French ecclesiastical writer

Constant Fouard (6 August 1837 at Elbeuf, near Rouen - 1903) was a French ecclesiastical writer.

==Life==

His early life was a preparation for the work on which his fame rests. He studied the classics at Bois-Guillaume, philosophy at Issy (1855–1857), and made his theological studies at Saint-Sulpice, Paris (1857–1861). Along his professors at Paris were Abbé John Logan, who remained throughout life the inspirer and mentor of his studies and Abbe Le Hir, who initiated him and his fellow disciple Fulcran Vigouroux into Biblical science, to which they devoted their lives.

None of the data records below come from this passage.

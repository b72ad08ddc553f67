//! Utility functions module
//! 
//! This module contains utility functions used throughout the application.

pub mod format;
pub mod signals;

// Re-export main functions
pub use format::{format_accumulated, format_clock, format_uptime};
pub use signals::shutdown_signal;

He was ordained priest in 1861 and entered the "Solitude", the novitiate of the Sulpicians, but left on account of illness after several months without joining the society. He taught for some time at Bois-Guillaume, then pursued the study of classics at the Collège Sainte-Barbe, Paris, obtained the degree of Licentiate in Letters, 1867, and resumed; the teaching of classics at Bois-Guillaume, taking the class of rhetoric, 1867–1876. His piety drawing him to sacred sciences, he was appointed by the State (1876) to the chair of Holy Scripture in the faculty of theology at Rouen; he continued however to reside at Bois-Guillaume and to share in the duty of governing the student-body.

Honours came to him: he was made doctor of theology (1877), canon of the cathedral of Rouen (1884) and member of the Biblical Commission (1903). He travelled in Palestine, Syria, Greece, and Italy.

His teaching ceased when the Faculty of Theology was forcibly closed down c. 1884.

==Works==

His writings include:
- La Vie de N-S Jésus-Christ (1880);
- Saint Pierre et les premières années du Christianisme (1886);
- Saint Paul, ses Missions (1892);
- Saint Paul, ses dernières années (1897);
- Saint Jean et la fin de l'Âge Apostolique (posthumous, 1904).

The dates witness, incidentally, to the extremely painstaking character of his labours. All these books form part of one grand work, Les Origines de l'Eglise, which Fouard wrote as an answer to the presentation of the same subject by Ernest Renan, who like himself had seen a pupil of le Hir.

Each successive book of the Abbé Fouard immediately gained a wide popularity and was translated into nearly all the language of Europe. His works are not remarkable in originality of view or acuteness of critical insight, but present a picture of early Christianity.